— TASK DETAILS —
Return each line exactly as written. Begin with the first line of the entries and end with the line that has "on one tick".

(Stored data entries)

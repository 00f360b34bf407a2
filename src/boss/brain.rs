//! Boss domain: the per-boss tick that ties phases, enrage, abilities and adds together.

use bevy::prelude::*;
use rand::Rng;

use crate::boss::abilities::{
    AbilityContext, cooldown_rate, execute_ability, fire_burst, select_ready_ability,
};
use crate::boss::adds::{WaveOrigin, spawn_phase_entry_waves, tick_recurring_waves};
use crate::boss::components::BossStats;
use crate::boss::effects::EncounterEffect;
use crate::boss::enrage::{advance_enrage, update_enrage_tint};
use crate::boss::phase::advance_phase;
use crate::boss::resources::EncounterTuning;
use crate::boss::runtime::BossRuntime;
use crate::boss::telegraph::{PendingTelegraph, TelegraphQueue, TelegraphResolution};
use crate::content::BossDesign;

/// Read-only inputs for one boss on one tick
#[derive(Debug, Clone, Copy)]
pub struct BossTickContext<'a> {
    pub boss: Entity,
    pub design: &'a BossDesign,
    pub boss_pos: Vec2,
    pub player_pos: Vec2,
    pub hp_ratio: f32,
    pub level: u32,
    pub more_phases: bool,
    /// Encounter clock at the start of this tick
    pub now: f64,
    pub dt: f32,
}

/// Shared services a boss tick writes into
pub struct EncounterServices<'a, R: Rng> {
    pub tuning: &'a EncounterTuning,
    pub queue: &'a mut TelegraphQueue,
    pub rng: &'a mut R,
    pub effects: &'a mut Vec<EncounterEffect>,
}

#[derive(Debug, Clone, Copy, PartialEq)]
pub struct BossTickOutput {
    pub velocity: Vec2,
    pub tint_alpha: Option<f32>,
}

/// Run one simulation step for a boss.
///
/// Order: phase, enrage, then either the active charge/telegraph sub-state
/// alone, or ability scheduling followed by recurring adds and chase movement.
pub fn tick_boss<R: Rng>(
    ctx: &BossTickContext,
    runtime: &mut BossRuntime,
    stats: &mut BossStats,
    services: &mut EncounterServices<R>,
) -> BossTickOutput {
    let design = ctx.design;
    let tuning = services.tuning;
    let origin = WaveOrigin {
        summoner: ctx.boss,
        center: ctx.boss_pos,
        level: ctx.level,
    };

    runtime.pulse_time += ctx.dt;

    if !runtime.started {
        runtime.started = true;
        let opening_phase = runtime.current_phase;
        spawn_phase_entry_waves(
            design,
            runtime,
            opening_phase,
            origin,
            tuning,
            services.rng,
            services.effects,
        );
    }

    advance_phase(
        design,
        runtime,
        stats,
        ctx.hp_ratio,
        ctx.more_phases,
        origin,
        tuning,
        services.rng,
        services.effects,
    );

    advance_enrage(
        ctx.boss,
        design,
        runtime,
        stats,
        ctx.dt,
        tuning,
        services.effects,
    );
    let tint_alpha = update_enrage_tint(design, runtime, tuning, services.effects);

    if runtime.charging {
        return BossTickOutput {
            velocity: step_charge(runtime, ctx.dt, tuning),
            tint_alpha,
        };
    }

    if runtime.telegraphing {
        return BossTickOutput {
            velocity: Vec2::ZERO,
            tint_alpha,
        };
    }

    if let Some(phase_def) = design.phase_at_or_below(runtime.current_phase) {
        let cdr = cooldown_rate(runtime, tuning);
        if let Some(ability) =
            select_ready_ability(&phase_def.abilities, runtime, ctx.dt, cdr, tuning)
        {
            let ability_ctx = AbilityContext {
                boss: ctx.boss,
                boss_pos: ctx.boss_pos,
                player_pos: ctx.player_pos,
                base_damage: stats.base_damage,
                now: ctx.now,
            };
            execute_ability(
                ability,
                &ability_ctx,
                runtime,
                tuning,
                services.queue,
                services.effects,
            );
        }
    }

    tick_recurring_waves(
        design,
        runtime,
        origin,
        ctx.dt,
        tuning,
        services.rng,
        services.effects,
    );

    // An untelegraphed charge that started this tick counts this tick too
    let velocity = if runtime.charging {
        step_charge(runtime, ctx.dt, tuning)
    } else if runtime.telegraphing {
        Vec2::ZERO
    } else {
        (ctx.player_pos - ctx.boss_pos).normalize_or_zero() * stats.chase_speed
    };

    BossTickOutput {
        velocity,
        tint_alpha,
    }
}

/// Dash velocity for this tick; ends the charge once its time runs out.
fn step_charge(runtime: &mut BossRuntime, dt: f32, tuning: &EncounterTuning) -> Vec2 {
    let velocity = runtime.charge_direction * tuning.charge_speed;
    runtime.charge_remaining -= dt;
    if runtime.charge_remaining <= 0.0 {
        runtime.charging = false;
        runtime.charge_remaining = 0.0;
    }
    velocity
}

/// Complete a due telegraph: unlock the boss, then start its charge or fire
/// its burst from where the boss and player are now.
pub fn resolve_telegraph(
    pending: &PendingTelegraph,
    runtime: &mut BossRuntime,
    boss_pos: Vec2,
    player_pos: Vec2,
    tuning: &EncounterTuning,
    effects: &mut Vec<EncounterEffect>,
) {
    runtime.telegraphing = false;

    match &pending.resolution {
        TelegraphResolution::Charge { direction } => {
            runtime.start_charge(*direction, tuning.charge_duration);
        }
        TelegraphResolution::Burst {
            ability_id,
            count,
            damage,
        } => {
            debug!("Telegraph for '{}' resolved", ability_id);
            fire_burst(
                pending.boss,
                boss_pos,
                player_pos,
                *count,
                *damage,
                tuning,
                effects,
            );
        }
        TelegraphResolution::Unlock { ability_id } => {
            debug!("Telegraph for '{}' resolved", ability_id);
        }
    }
}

— RESPONSE TO THIS EXERCISE —
repository 00f360b34bf407a2
filename src/boss/brain.rs
//! Boss domain: the per-boss tick that ties phases, enrage, abilities and adds together.

use bevy::prelude::*;
use rand::Rng;

use crate::boss::abilities::{
    AbilityContext, cooldown_rate, execute_ability, fire_burst, select_ready_ability,
};
use crate::boss::adds::{WaveOrigin, spawn_phase_entry_waves, tick_recurring_waves};
use crate::boss::components::BossStats;
use crate::boss::effects::EncounterEffect;
use crate::boss::enrage::{advance_enrage, update_enrage_tint};
use crate::boss::phase::advance_phase;
use crate::boss::resources::EncounterTuning;
use crate::boss::runtime::BossRuntime;
use crate::boss::telegraph::{PendingTelegraph, TelegraphQueue, TelegraphResolution};
use crate::content::BossDesign;

/// Read-only inputs for one boss on one tick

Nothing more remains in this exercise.